The goal of this document is to provide a reference list of criteria which can be used to compare different methods of root-causal analysis of accidents and incidents, and a handbook for applying these criteria. Each individual criterion is to have a
Since this document is evolutionary, and is intended to be for general use, we invite contributions and commentary. We acknowledge contributors at the bottom of the document.
Is the method targeted towards the "sophisticated user" (does it require use of techniques such as theorem proving which require specific expertise)? Is is suitable for use by domain experts? The ideal criterion is that the method should be easy to use (with a minimum amount of training, preferably requiring no proprietary tool) by the average engineer.(Jens Braband firstname.lastname@example.org)

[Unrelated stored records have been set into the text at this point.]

//! Store layout of flavour documents: the back-reference, schema name and
//! publication stamps must serialize under the field names the public sites
//! query on.

use nrpti_core::{
    FlavourKind, FlavourRecord, RecordFields, RecordId, RecordType, Role, RoleSet, Timestamp,
};

fn flavour(master: Option<RecordId>) -> FlavourRecord {
    FlavourRecord {
        id: RecordId::new(),
        schema_name: FlavourKind::Nrced.schema_name(RecordType::Ticket),
        master,
        record_type: RecordType::Ticket,
        flavour: FlavourKind::Nrced,
        fields: RecordFields::default(),
        description: None,
        summary: Some("Ticket issued for fishing without a licence".to_string()),
        read: RoleSet::from_roles(&[Role::SysAdmin, Role::AdminNrced, Role::Public]),
        write: RoleSet::from_roles(&[Role::SysAdmin, Role::AdminNrced]),
        date_published: Some(Timestamp::parse("2026-05-01T00:00:00Z").unwrap()),
        published_by: Some("Officer Kim".to_string()),
        added_by: "Officer Kim".to_string(),
        date_added: Timestamp::parse("2026-05-01T00:00:00Z").unwrap(),
    }
}

#[test]
fn back_reference_serializes_as_underscore_master() {
    let master_id = RecordId::new();
    let json = serde_json::to_value(flavour(Some(master_id))).unwrap();
    assert_eq!(json["_master"], serde_json::json!(master_id.to_string()));
    assert_eq!(json["_schemaName"], "TicketNRCED");
    assert_eq!(json["flavour"], "NRCED");
    assert_eq!(json["datePublished"], "2026-05-01T00:00:00Z");
    assert_eq!(json["publishedBy"], "Officer Kim");
    assert!(json.get("description").is_none());
}

#[test]
fn missing_back_reference_is_omitted() {
    let json = serde_json::to_value(flavour(None)).unwrap();
    assert!(json.get("_master").is_none());
}

#[test]
fn published_flag_follows_read_list() {
    let mut f = flavour(None);
    assert!(f.is_published());
    f.read.remove(Role::Public);
    assert!(!f.is_published());
}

This criterion is self-explanatory. What is there in the way of tool support?(Luke Emmet email@example.com)
Is the method scalable? Can the method be used cost-effectively for minor incidents as well as major accidents? Can you apply a subset of the method to small, or to less-significant, problems and the "full monty" to large, or to significant, problems?
In inquiring about the scalability of a method, one should keep in mind that there are objective differences in problem and analysis complexity, that is, differences which depend on characteristics of the incident to be analysed and not on properties of the analysis alone. For example, one might claim that the 1988 A320 accident at Habsheim is an easier accident to analyse than the train crash at Ladbroke Grove outside Paddington, despite a decade of public disagreement over faked data recorders and recordings concerning Habsheim. Here is the argument.
According to the official report, whose analysis was verified by a Why-Because Analysis, the accident at Habsheim can be put down to: bad flight planning and preparation on the part of the cockpit crew (CRW), bad management oversight (Air France broke its own rules and allowed CRW to plan to break French regulations governing airshow demonstration flights), lack of skill (the pilot flying had no experience in airshow demonstration flights or in test flying), bad execution (the pilot flying failed to follow his flight plan, and improvised, including breaking his own altitude limits), the ground layout (there were trees at the end of a runway), and, maybe, characteristics of the aircraft. That comprises six relatively clear factors, of which some are obvious without much investigation (for example, the ground layout). So five factors on which all agree, despite the public disagreements. The report is easy to read and, apart from some dissension about possibly missing data and perhaps slightly different aircraft characteristics, it is definitive.
Compare the situation at Ladbroke Grove. There are at least nine different domains in which factors appear, according to the Why-Because Analysis performed by Ernesto de Stefano, and the official (Cullen) report focused on only one of them. First of all, that is, objectively, a difference in complexity, due to subsystem constitution, if you like. Second, the disagreement between the official analysis and the technical WB-Analysis shows that the factors, whatever they might be, are not so easy or obvious to grasp that everyone can do it. And, finally, it is hard to see any way in which de Stefano's results can adequately be summarised so as to fit into a WB-graph the size of the Habsheim WB-graph while still retaining its explanatory force. One may thus reasonably conclude that Ladbrove Grove is a more complex accident than Habsheim to analyse, although there was essentially no public disagreement over the analysis.
So the question of scalability asks whether the complexity of analysis using the method scales with the complexity of the problem. For the WB-Analyses of the Habsheim and Ladbroke Grove accidents, one would consider whether the approximately twenty nodes of the former against the approximately ninety nodes of the latter constituted an appropriate measure of the objective problem complexity(Peter Ladkin firstname.lastname@example.org)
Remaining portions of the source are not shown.